In today’s world, countrywide data would be available for a large number of socio-economic variables, variables related to health, nutrition, hygiene, pollution, economic variables and so on – one can, say, list about 500 variables where data on over 100 countries is available. One is likely to observe correlations among several pairs of these 500 variables – one such recent observation is: Gross Domestic Product (GDP) of a country and number of deaths per million population due to COVID-19 are strongly correlated! Of course, there is no reason why richer or more developed countries should have more deaths.

As just linear relationships may be spurious, the relationships discovered by AIML algorithms may also be so. Hence learning from the statistical literature going back a century is needed to weed out spurious conclusions and find the right relationships for business intelligence.

 

7 Simpson’s paradox and the omitted variable bias

Simpson’s Paradox is an effect wherein ignoring an important variable may reverse the conclusion. One of the examples of Simpson’s paradox is a study of gender bias among graduate school admissions to University of California, Berkeley. In 1973, it was alleged that there is a gender bias in graduate school admissions – the acceptance ratio among males was 44% while among females it was 35%. When the statisticians at Berkeley wanted to identify as to which department is responsible for this, they looked at department wise acceptance ratios and found that if anything, there was a bias against the males… The apparent bias in the pooled data appeared because a lot more women applied to departments which had lower acceptance rates. The variable department in this example is called a confounding factor. In Economics literature, the same phenomenon is also called Omitted Variable Bias. 

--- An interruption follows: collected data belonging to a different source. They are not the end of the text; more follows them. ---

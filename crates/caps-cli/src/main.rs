//! caps CLI: run steps, adopt artifacts, inspect manifests and lineage.

mod config;
mod steps;

use std::fmt;
use std::fs;
use std::path::{Path, PathBuf};

use clap::{Parser, Subcommand, ValueEnum};

use caps_core::config::EngineConfig;
use caps_core::hash::Digest;
use caps_core::id::TypedId;
use caps_engine::{Engine, RunRequest};
use caps_store::{LinkMethod, Store};

use config::{load_config, merge_params, parse_keyval_list};

#[derive(Parser)]
#[command(name = "caps")]
#[command(about = "Content-addressed pipeline store for reproducible computation", long_about = None)]
struct Cli {
    #[command(subcommand)]
    command: Commands,
}

#[derive(Subcommand)]
enum Commands {
    /// Run a registered step
    Run {
        /// Name of a registered step (see `--help` for the list)
        step: String,

        /// TOML/JSON config file with parameters
        #[arg(short, long)]
        config: Option<PathBuf>,

        /// KEY=VALUE parameter override (repeatable)
        #[arg(long = "param")]
        params: Vec<String>,

        /// NAME=SPEC input binding (repeatable); SPEC is '@/path',
        /// 'blob:sha256:..', 'tree:sha256:..' or 'alias:name'
        #[arg(long = "input")]
        inputs: Vec<String>,

        /// Store root (default: $CAPS_STORE or .caps_store)
        #[arg(long)]
        store: Option<PathBuf>,

        /// Set this alias to the run on success (e.g. runs/latest)
        #[arg(long)]
        alias: Option<String>,

        /// Env prefix for parameters
        #[arg(long, default_value = "CAPS_PARAM_")]
        env_prefix: String,

        /// Capture the lockfile package inventory into the env summary
        #[arg(long)]
        capture_packages: bool,
    },

    /// Adopt a file or directory into the store
    Adopt {
        path: PathBuf,

        /// Create an alias pointing at the adopted object
        #[arg(long)]
        alias: Option<String>,

        #[arg(long)]
        store: Option<PathBuf>,
    },

    /// Show or materialize a run manifest
    Manifest {
        #[command(subcommand)]
        command: ManifestCommands,
    },

    /// Set or get aliases
    Alias {
        #[command(subcommand)]
        command: AliasCommands,
    },

    /// Find which run produced a blob or tree
    WhoBuilt {
        /// blob:sha256:.. or tree:sha256:..
        typed_id: String,

        #[arg(long)]
        store: Option<PathBuf>,
    },

    /// Trace lineage of a blob or tree back to adopted sources
    Trace {
        /// blob:sha256:.. or tree:sha256:..
        typed_id: String,

        #[arg(long)]
        store: Option<PathBuf>,
    },
}

#[derive(Subcommand)]
enum ManifestCommands {
    /// Print the manifest JSON
    Show {
        run_id: String,

        #[arg(long)]
        store: Option<PathBuf>,
    },
    /// Materialize the outputs of a run into a directory
    View {
        run_id: String,

        /// Destination directory (created or overwritten)
        #[arg(long)]
        into: PathBuf,

        /// Force a method; default prefers symlink > hardlink > copy
        #[arg(long)]
        mode: Option<ModeArg>,

        #[arg(long)]
        store: Option<PathBuf>,
    },
}

#[derive(Subcommand)]
enum AliasCommands {
    Set {
        name: String,
        /// Target like 'run:sha256:..', 'blob:sha256:..' or 'tree:sha256:..'
        target: String,

        #[arg(long)]
        store: Option<PathBuf>,
    },
    Get {
        name: String,

        #[arg(long)]
        store: Option<PathBuf>,
    },
}

#[derive(Debug, Clone, Copy, ValueEnum)]
enum ModeArg {
    Symlink,
    Hardlink,
    Copy,
}

impl From<ModeArg> for LinkMethod {
    fn from(mode: ModeArg) -> Self {
        match mode {
            ModeArg::Symlink => LinkMethod::Symlink,
            ModeArg::Hardlink => LinkMethod::Hardlink,
            ModeArg::Copy => LinkMethod::Copy,
        }
    }
}

/// String error for CLI-layer failures.
#[derive(Debug)]
pub struct CliError(String);

impl CliError {
    pub fn new(msg: String) -> Self {
        Self(msg)
    }
}

impl fmt::Display for CliError {
    fn fmt(&self, f: &mut fmt::Formatter<'_>) -> fmt::Result {
        f.write_str(&self.0)
    }
}

impl std::error::Error for CliError {}

type CmdResult = Result<(), Box<dyn std::error::Error>>;

fn main() {
    tracing_subscriber::fmt()
        .with_env_filter(tracing_subscriber::EnvFilter::from_default_env())
        .with_writer(std::io::stderr)
        .init();

    let cli = Cli::parse();
    let result = match cli.command {
        Commands::Run {
            step,
            config,
            params,
            inputs,
            store,
            alias,
            env_prefix,
            capture_packages,
        } => run_step(
            &step,
            config.as_deref(),
            &params,
            &inputs,
            store,
            alias,
            &env_prefix,
            capture_packages,
        ),
        Commands::Adopt { path, alias, store } => adopt(&path, alias.as_deref(), store),
        Commands::Manifest { command } => match command {
            ManifestCommands::Show { run_id, store } => show_manifest(&run_id, store),
            ManifestCommands::View {
                run_id,
                into,
                mode,
                store,
            } => view_manifest(&run_id, &into, mode, store),
        },
        Commands::Alias { command } => match command {
            AliasCommands::Set {
                name,
                target,
                store,
            } => alias_set(&name, &target, store),
            AliasCommands::Get { name, store } => alias_get(&name, store),
        },
        Commands::WhoBuilt { typed_id, store } => who_built(&typed_id, store),
        Commands::Trace { typed_id, store } => trace(&typed_id, store),
    };
    if let Err(e) = result {
        eprintln!("Error: {e}");
        std::process::exit(1);
    }
}

fn engine_config(store: Option<PathBuf>, capture_packages: bool) -> EngineConfig {
    let mut cfg = EngineConfig::from_env();
    if let Some(root) = store {
        cfg.store_root = root;
    }
    cfg.capture_packages = capture_packages;
    cfg
}

fn open_store(store: Option<PathBuf>) -> Result<Store, Box<dyn std::error::Error>> {
    let cfg = engine_config(store, false);
    Ok(Store::open(cfg.store_root)?)
}

#[allow(clippy::too_many_arguments)]
fn run_step(
    step_name: &str,
    config_path: Option<&Path>,
    params: &[String],
    inputs: &[String],
    store: Option<PathBuf>,
    alias: Option<String>,
    env_prefix: &str,
    capture_packages: bool,
) -> CmdResult {
    let module = steps::make(step_name).ok_or_else(|| {
        CliError::new(format!(
            "unknown step {step_name:?}; registered steps: {}",
            steps::names().join(", ")
        ))
    })?;

    let defaults = module.defaults();
    let file_params = load_config(config_path)?;
    let cli_params = parse_keyval_list(params)?;
    let (effective, provenance) = merge_params(&defaults, &file_params, env_prefix, &cli_params);

    let request = RunRequest {
        inputs: parse_keyval_list(inputs)?,
        params: effective,
        provenance,
        alias,
    };

    let engine = Engine::new(engine_config(store, capture_packages))?;
    let outcome = engine.run(&module, &request)?;
    println!("{}", outcome.run_id);
    Ok(())
}

fn adopt(path: &Path, alias: Option<&str>, store: Option<PathBuf>) -> CmdResult {
    let store = open_store(store)?;
    let typed_id = if path.is_dir() {
        let (id, _entries) = store.commit_tree(path)?;
        id
    } else if path.is_file() {
        TypedId::blob(store.commit_blob(path)?)
    } else {
        return Err(CliError::new(format!("no such file or directory: {}", path.display())).into());
    };
    if let Some(alias) = alias {
        store.alias_set(alias, &typed_id.to_string())?;
    }
    println!("{typed_id}");
    Ok(())
}

fn show_manifest(run_id: &str, store: Option<PathBuf>) -> CmdResult {
    let store = open_store(store)?;
    let manifest = store.load_manifest(&parse_run_id(run_id)?)?;
    println!("{}", serde_json::to_string_pretty(&manifest)?);
    Ok(())
}

fn view_manifest(
    run_id: &str,
    into: &Path,
    mode: Option<ModeArg>,
    store: Option<PathBuf>,
) -> CmdResult {
    let store = open_store(store)?;
    let manifest = store.load_manifest(&parse_run_id(run_id)?)?;
    if into.exists() {
        fs::remove_dir_all(into)?;
    }
    fs::create_dir_all(into)?;
    for output in &manifest.outputs {
        let id = output.kind.typed_id(output.id);
        store.materialize(&id, &into.join(&output.logical_name), mode.map(Into::into))?;
    }
    println!("{}", into.display());
    Ok(())
}

fn alias_set(name: &str, target: &str, store: Option<PathBuf>) -> CmdResult {
    let store = open_store(store)?;
    store.alias_set(name, target)?;
    Ok(())
}

fn alias_get(name: &str, store: Option<PathBuf>) -> CmdResult {
    let store = open_store(store)?;
    let value = store.alias_get(name)?;
    println!("{}", value.unwrap_or_default());
    Ok(())
}

fn who_built(typed_id: &str, store: Option<PathBuf>) -> CmdResult {
    let store = open_store(store)?;
    let id = TypedId::parse(typed_id)?;
    match store.who_built(&id)? {
        Some(run_id) => println!("{run_id}"),
        None => println!(),
    }
    Ok(())
}

fn trace(typed_id: &str, store: Option<PathBuf>) -> CmdResult {
    let store = open_store(store)?;
    let id = TypedId::parse(typed_id)?;
    for line in store.trace(&id)? {
        println!("{line}");
    }
    Ok(())
}

/// Accept either `sha256:<hex>` or the typed `run:sha256:<hex>` form.
fn parse_run_id(s: &str) -> Result<Digest, Box<dyn std::error::Error>> {
    let raw = s.strip_prefix("run:").unwrap_or(s);
    Ok(Digest::parse(raw)?)
}

#[cfg(test)]
mod tests {
    use super::*;
    use caps_core::hash::digest_bytes;

    #[test]
    fn run_ids_parse_with_or_without_prefix() {
        let d = digest_bytes(b"x");
        assert_eq!(parse_run_id(&d.to_string()).unwrap(), d);
        assert_eq!(parse_run_id(&format!("run:{d}")).unwrap(), d);
        assert!(parse_run_id("blob:whatever").is_err());
    }

    #[test]
    fn mode_arg_maps_onto_link_methods() {
        assert_eq!(LinkMethod::from(ModeArg::Symlink), LinkMethod::Symlink);
        assert_eq!(LinkMethod::from(ModeArg::Hardlink), LinkMethod::Hardlink);
        assert_eq!(LinkMethod::from(ModeArg::Copy), LinkMethod::Copy);
    }

    #[test]
    fn cli_declaration_is_consistent() {
        use clap::CommandFactory;
        Cli::command().debug_assert();
    }
}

8 Selection Bias and Word War II

During World War II, based on simple analysis of the data obtained from damaged planes returning to the base post bombing raids, it was proposed to the British air force that armour be added to those areas that showed the most damage. Professor Abraham Wald Columbia University, a member of the Statistical Research Group (SRG) was asked to review the findings and recommend how much extra armour should be added to the vulnerable parts.

Wald looked at the problem from a different angle. He realised that there was a selection bias in the data that was presented to him – only the aircraft that did not crash returned to the base and made it to the data. Wald assumed that the probability of being hit in any given part of the plane was proportional to its area (since the shooters could not aim at any specific part of the plane). Also, given that there was no redundancy in aircrafts at that time, the effect of hits on a given area of the aircraft were independent of the effect of hits in any other area. Once he put these two assumptions, the conclusion was obvious – that armour be added in parts where less hits have been observed. So, the statistical thinking led Wald to the model that gave the right frame of reference that connected the data (hits on planes that returned) and the desired conclusion (where to add armour).

 9 GMGO (Garbage Model Garbage out), the new GIGO in Data Science world

The phrase Garbage-In-Garbage-Out (GIGO) is often used to describe the fact that even with the best of algorithms, if the input data is garbage, then the conclusion (output) is also likely to be garbage. Our discussion adds a new phenomenon called GMGO i.e., a garbage model will lead to garbage output even with accurate data! 

 10 Conclusion

We have given examples where disregarding statistical understanding digested over 150 years can lead to wrong conclusions. While in many situations pure data driven techniques can do OK, this combined with domain knowledge and statistical techniques can do wonders in terms of unearthing valuable business intelligence to improve business performance.  

We recommend that data driven AI/ML models are a good starting point, or a good exploratory step. In addition, using domain knowledge to remove the various pitfalls discussed in this paper can take the analysis to a much higher level.